The Vice Chancellor of the University of Western Australia has distanced himself from climate change sceptic Lord Christopher Monckton, who will appear on campus next Monday.

Professor Alan Robson today released a statement which said Monckton’s scheduled talk did not reflect the views or values of the University.

Earlier today he said he hadn’t felt moved to speak out against an individual appearing at the University before, but the news that Monckton would be speaking urged him to act.

“I think it’s an extraordinary case,” he said.

“My view has been to let many flowers bloom and let many voices be heard, but when people take an anti-science view I’m more critical.”

According to Professor Robson UWA had not sought out the appearance.

“It’s not endorsed by the university, it’s not hosted by the university, he’s not invited by the university. A group from the community have hired a venue at the university and we are providing a venue from which he’s going to speak.”

“Somebody rang up and booked a venue and that’s the extent of the involvement.”

Monckton will be giving the annual Lang Hancock Lecture at the University of Notre Dame in Fremantle tonight, an appearance that prompted UWA PhD student Natalie Latter to circulate an open letter condemning the University’s decision to host the visiting peer.

The lecture is sponsored by Gina Rinehart, Chair of mining company Hancock Prospecting.

But Latter says Monckton’s appearance at UWA on Monday comes under a different set of circumstances.

“I’ve read the statement that the Vice Chancellor put out today and I accept that there is a big difference between hosting an event and hiring out a lecture theatre to a community group,” she said.

“But that doesn’t mean I like it.”

Professor Malcolm McCulloch of UWA’s school of Earth and Environment says he was disappointed to see Monckton appearing on campus.

“I am unhappy with it because I think it’s misrepresenting UWA’s view,” he said.

“He’s a non-scientist pretending to be a scientist. Not only is he a non-scientist but he is actually deliberately misrepresenting scientific information.

“If any academic did that they would be subject to reprimand.”

On 2UE this morning, Monckton said the campaign to stop him speaking at Notre Dame betrayed the “totalitarian tendency” of academics.

He said his ability to give the lecture was a matter of free speech.

But Professor Michael Levine, who specialises in free speech and tolerance at UWA’s School of Philosophy, says this isn’t the case.

“It’s not about free speech,“ he said. "The issue is about the best available scientific evidence and the kind of speaker one wants to hear on this type of issue.”

Professor Levine said the real issue lay with the members business community who are partially funding Monckton’s tour.

“You must let people speak, but you shouldn’t confuse a case of free speech with a case where you’re endorsing somebody, and paying somebody, to speak at a university when they’re obviously not the best person to speak on the matter.”

The Conversation is putting Lord Monckton’s climate change theories to the test in Monckton watch: interrogating the Lord’s science.

I contacted Lord Monckton for comment on this story.

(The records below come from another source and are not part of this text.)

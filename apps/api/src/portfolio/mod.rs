//! Portfolio index — skills in, project links out.
//!
//! Owns the long-lived vector-index handle. Two states: Unloaded and Loaded.
//! `load` performs the single Unloaded→Loaded transition (guarded by the
//! index record count, so a persisted index survives restarts untouched);
//! only `clear` goes back.

pub mod dataset;

use std::sync::Arc;

use tracing::{info, warn};
use uuid::Uuid;

use crate::errors::AppError;
use crate::portfolio::dataset::PortfolioEntry;
use crate::vector_store::{LinkMeta, VectorStore};

/// How many nearest matches to request per skill.
const DEFAULT_QUERY_LIMIT: usize = 2;

pub struct Portfolio {
    entries: Vec<PortfolioEntry>,
    index: Arc<dyn VectorStore>,
}

impl Portfolio {
    /// Builds a portfolio over already-validated CSV entries and an index
    /// handle. Nothing is written to the index until [`Portfolio::load`].
    pub fn new(entries: Vec<PortfolioEntry>, index: Arc<dyn VectorStore>) -> Self {
        Self { entries, index }
    }

    /// Populates the index from the portfolio entries. Idempotent: a no-op
    /// whenever the index already holds records. One batch insert, no
    /// partial retry.
    pub async fn load(&self) -> Result<(), AppError> {
        let count = self
            .index
            .count()
            .await
            .map_err(|e| AppError::IndexLoad(format!("Count check failed: {e}")))?;

        if count > 0 {
            info!("Portfolio already loaded with {count} items");
            return Ok(());
        }

        let mut documents = Vec::with_capacity(self.entries.len());
        let mut metadatas = Vec::with_capacity(self.entries.len());
        let mut ids = Vec::with_capacity(self.entries.len());
        for entry in &self.entries {
            documents.push(entry.techstack.clone());
            metadatas.push(LinkMeta {
                links: entry.links.clone(),
            });
            ids.push(Uuid::new_v4().to_string());
        }

        let added = ids.len();
        self.index
            .add(documents, metadatas, ids)
            .await
            .map_err(|e| AppError::IndexLoad(format!("Index insert failed: {e}")))?;

        info!("Successfully loaded {added} items into portfolio index");
        Ok(())
    }

    /// Finds portfolio links matching the given skills.
    ///
    /// Blank skills are filtered out first; with nothing left, returns empty
    /// without touching the index. Index failures also degrade to an empty
    /// result — link suggestions enrich the email but are not required for it.
    pub async fn query(&self, skills: &[String]) -> Vec<LinkMeta> {
        self.query_with_limit(skills, DEFAULT_QUERY_LIMIT).await
    }

    pub async fn query_with_limit(&self, skills: &[String], limit: usize) -> Vec<LinkMeta> {
        let valid_skills: Vec<String> = skills
            .iter()
            .map(|s| s.trim().to_string())
            .filter(|s| !s.is_empty())
            .collect();

        if valid_skills.is_empty() {
            warn!("No valid skills after filtering; skipping index query");
            return Vec::new();
        }

        match self.index.query(&valid_skills, limit).await {
            Ok(rows) => {
                let links: Vec<LinkMeta> = rows.into_iter().flatten().collect();
                info!("Found {} links for skills: {valid_skills:?}", links.len());
                links
            }
            Err(e) => {
                warn!("Index query failed, continuing without links: {e}");
                Vec::new()
            }
        }
    }

    /// Deletes and recreates the backing collection, returning the portfolio
    /// to its unloaded state.
    pub async fn clear(&self) -> Result<(), AppError> {
        self.index
            .reset()
            .await
            .map_err(|e| AppError::IndexLoad(format!("Index reset failed: {e}")))?;
        info!("Portfolio index cleared");
        Ok(())
    }

    /// Number of records currently indexed.
    pub async fn count(&self) -> Result<usize, AppError> {
        self.index
            .count()
            .await
            .map_err(|e| AppError::IndexLoad(format!("Count check failed: {e}")))
    }
}

#[cfg(test)]
pub(crate) mod test_support {
    //! In-memory [`VectorStore`] fake shared by portfolio and pipeline tests.

    use std::sync::Mutex;

    use anyhow::Result;
    use async_trait::async_trait;

    use crate::vector_store::{LinkMeta, VectorStore};

    #[derive(Default)]
    pub struct FakeVectorStore {
        pub records: Mutex<Vec<(String, LinkMeta, String)>>,
        pub query_calls: Mutex<usize>,
        pub fail_queries: bool,
        pub fail_adds: bool,
    }

    #[async_trait]
    impl VectorStore for FakeVectorStore {
        async fn add(
            &self,
            documents: Vec<String>,
            metadatas: Vec<LinkMeta>,
            ids: Vec<String>,
        ) -> Result<()> {
            if self.fail_adds {
                anyhow::bail!("index unavailable");
            }
            let mut records = self.records.lock().unwrap();
            for ((document, meta), id) in documents.into_iter().zip(metadatas).zip(ids) {
                records.push((document, meta, id));
            }
            Ok(())
        }

        async fn count(&self) -> Result<usize> {
            Ok(self.records.lock().unwrap().len())
        }

        async fn query(
            &self,
            query_texts: &[String],
            n_results: usize,
        ) -> Result<Vec<Vec<LinkMeta>>> {
            *self.query_calls.lock().unwrap() += 1;
            if self.fail_queries {
                anyhow::bail!("index unavailable");
            }
            // Substring match stands in for similarity search
            let records = self.records.lock().unwrap();
            Ok(query_texts
                .iter()
                .map(|text| {
                    records
                        .iter()
                        .filter(|(document, _, _)| {
                            document.to_lowercase().contains(&text.to_lowercase())
                        })
                        .take(n_results)
                        .map(|(_, meta, _)| meta.clone())
                        .collect()
                })
                .collect())
        }

        async fn reset(&self) -> Result<()> {
            self.records.lock().unwrap().clear();
            Ok(())
        }
    }
}

#[cfg(test)]
mod tests {
    use super::test_support::FakeVectorStore;
    use super::*;

    fn entries() -> Vec<PortfolioEntry> {
        vec![
            PortfolioEntry {
                techstack: "Python, SQL, Airflow".to_string(),
                links: "https://example.com/data-eng".to_string(),
            },
            PortfolioEntry {
                techstack: "Rust, Tokio, Axum".to_string(),
                links: "https://example.com/rust-services".to_string(),
            },
        ]
    }

    fn portfolio_with(store: FakeVectorStore) -> Portfolio {
        Portfolio::new(entries(), Arc::new(store))
    }

    #[tokio::test]
    async fn test_load_inserts_one_record_per_entry() {
        let portfolio = portfolio_with(FakeVectorStore::default());
        portfolio.load().await.unwrap();
        assert_eq!(portfolio.count().await.unwrap(), 2);
    }

    #[tokio::test]
    async fn test_load_twice_is_idempotent() {
        let portfolio = portfolio_with(FakeVectorStore::default());
        portfolio.load().await.unwrap();
        let count_after_first = portfolio.count().await.unwrap();
        portfolio.load().await.unwrap();
        assert_eq!(portfolio.count().await.unwrap(), count_after_first);
    }

    #[tokio::test]
    async fn test_load_generates_unique_ids() {
        let store = FakeVectorStore::default();
        let portfolio = portfolio_with(store);
        portfolio.load().await.unwrap();
        // ids are not directly observable through Portfolio; query both
        // entries back and verify both survived the insert
        let links = portfolio
            .query(&["Python".to_string(), "Rust".to_string()])
            .await;
        assert_eq!(links.len(), 2);
    }

    #[tokio::test]
    async fn test_load_failure_is_reported() {
        let store = FakeVectorStore {
            fail_adds: true,
            ..Default::default()
        };
        let portfolio = portfolio_with(store);
        let err = portfolio.load().await.unwrap_err();
        assert!(matches!(err, AppError::IndexLoad(_)));
    }

    #[tokio::test]
    async fn test_query_empty_skills_skips_index() {
        let store = Arc::new(FakeVectorStore::default());
        let portfolio = Portfolio::new(entries(), Arc::clone(&store) as Arc<dyn VectorStore>);

        assert!(portfolio.query(&[]).await.is_empty());
        assert!(portfolio
            .query(&["".to_string(), "  ".to_string()])
            .await
            .is_empty());

        assert_eq!(*store.query_calls.lock().unwrap(), 0);
    }

    #[tokio::test]
    async fn test_query_returns_matching_links() {
        let portfolio = portfolio_with(FakeVectorStore::default());
        portfolio.load().await.unwrap();
        let links = portfolio.query(&["Python".to_string()]).await;
        assert_eq!(links.len(), 1);
        assert_eq!(links[0].links, "https://example.com/data-eng");
    }

    #[tokio::test]
    async fn test_query_failure_degrades_to_empty() {
        let store = FakeVectorStore {
            fail_queries: true,
            ..Default::default()
        };
        let portfolio = portfolio_with(store);
        assert!(portfolio.query(&["Rust".to_string()]).await.is_empty());
    }

    #[tokio::test]
    async fn test_clear_returns_to_unloaded() {
        let portfolio = portfolio_with(FakeVectorStore::default());
        portfolio.load().await.unwrap();
        assert!(portfolio.count().await.unwrap() > 0);
        portfolio.clear().await.unwrap();
        assert_eq!(portfolio.count().await.unwrap(), 0);
        // loadable again after clear
        portfolio.load().await.unwrap();
        assert_eq!(portfolio.count().await.unwrap(), 2);
    }
}
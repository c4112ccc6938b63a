//! Cold-email writing — one LLM call per extracted job.

use tracing::info;

use crate::emails::extract::JobListing;
use crate::emails::prompts::EMAIL_TEMPLATE;
use crate::errors::AppError;
use crate::llm_client::Completion;
use crate::vector_store::LinkMeta;

/// Drafts a cold email for one job, citing the given portfolio links.
///
/// The job and links are rendered as JSON into the fixed template. The reply
/// is returned trimmed; any non-empty string is accepted — email content is
/// not structurally validated.
pub async fn write_mail(
    llm: &dyn Completion,
    job: &JobListing,
    links: &[LinkMeta],
) -> Result<String, AppError> {
    if job.is_empty() {
        return Err(AppError::Validation("Job cannot be empty".to_string()));
    }

    info!("Generating email for job: {}", display_role(job));

    let prompt = build_email_prompt(job, links)?;
    let email = llm
        .complete(&prompt)
        .await
        .map_err(|e| AppError::Generation(format!("Email LLM call failed: {e}")))?;

    info!("Email generated successfully");
    Ok(email.trim().to_string())
}

fn display_role(job: &JobListing) -> &str {
    if job.role.trim().is_empty() {
        "Unknown"
    } else {
        &job.role
    }
}

fn build_email_prompt(job: &JobListing, links: &[LinkMeta]) -> Result<String, AppError> {
    let job_description = serde_json::to_string(job)
        .map_err(|e| AppError::Internal(anyhow::anyhow!("Failed to serialize job: {e}")))?;
    let link_list = serde_json::to_string(links)
        .map_err(|e| AppError::Internal(anyhow::anyhow!("Failed to serialize links: {e}")))?;

    Ok(EMAIL_TEMPLATE
        .replace("{job_description}", &job_description)
        .replace("{link_list}", &link_list))
}
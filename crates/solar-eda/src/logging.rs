//! Logging configuration for solar-eda.
//!
//! Log events go to stderr so that reports printed on stdout (including
//! `--json` output) stay machine-readable.

use tracing::Level;
use tracing_subscriber::{fmt, prelude::*, EnvFilter};

/// Verbosity level for logging output.
#[derive(Debug, Clone, Copy, PartialEq, Eq, Default)]
pub enum Verbosity {
    /// Suppress all output except errors.
    Quiet,
    /// Normal output level (info and above).
    #[default]
    Normal,
    /// Verbose output (debug and above).
    Verbose,
    /// Very verbose output (trace level).
    Trace,
}

impl Verbosity {
    /// Convert verbosity to tracing level filter.
    #[must_use]
    pub fn to_level_filter(&self) -> Level {
        match self {
            Self::Quiet => Level::ERROR,
            Self::Normal => Level::INFO,
            Self::Verbose => Level::DEBUG,
            Self::Trace => Level::TRACE,
        }
    }

    /// Default `EnvFilter` directive for this verbosity.
    #[must_use]
    pub fn directive(&self) -> String {
        format!("solar_eda={}", self.to_level_filter())
    }
}

/// Initialize the logging system.
///
/// `RUST_LOG`, when set, takes precedence over `verbosity`.
///
/// # Examples
///
/// ```no_run
/// use solar_eda::{init_logging, logging::Verbosity};
///
/// init_logging(Verbosity::Verbose);
/// ```
pub fn init_logging(verbosity: Verbosity) {
    let env_filter = EnvFilter::try_from_default_env()
        .unwrap_or_else(|_| EnvFilter::new(verbosity.directive()));

    let subscriber = tracing_subscriber::registry().with(env_filter).with(
        fmt::layer()
            .with_writer(std::io::stderr)
            .with_target(false)
            .with_thread_ids(false)
            .with_file(false)
            .with_line_number(false),
    );

    // Ignore the error if a subscriber is already installed
    let _ = subscriber.try_init();
}

/// Initialize logging for tests.
#[cfg(test)]
pub fn init_test_logging() {
    let _ = tracing_subscriber::fmt()
        .with_env_filter("warn")
        .with_test_writer()
        .try_init();
}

He missed the publishing deadline and has requested that his response be published in full. It follows below.


Q. I’m interested in your reaction to the petition that’s been going round in Western Australia urging Notre Dame to cancel your visit. Is this an issue of free speech?

I understand that the petition makes the following assertions, to which I shall respond seriatim:

Primo, I am alleged to have circulated “widely discredited fictions about climate change” and to have distorted the research of countless scientists.

Please specify three instances in which I am thought to have circulated “widely discredited fictions about climate change”, with a clear citation in each instance of my ipsissima verba, and provide evidence, in the form of at least five peer-reviewed refutations in each instance, that the widely discredited “fictions” are indeed fictions . Please specify 25 instance [sic] in which I am thought to have “distorted the research of countless scientists”, with a clear citation in each instance of my ipsissima verba, and with evidence from each of the scientists in question that he or she has directly criticized my work from their personal knowledge of it, rather than from hearing a distorted account of it via an interfering third party, and with evidence in each instance from the peer-reviewed literature that the scientist’s criticism is justifiable, and with evidence in each instance that the scientist in question is unaware of any peer-reviewed literature that might reasonably be held to support my alleged “distortion”.

Secundo, “With zero peer-reviewed scientific publications, he has declared that the scientific enterprise is invalid and that climate science is fraudulent.”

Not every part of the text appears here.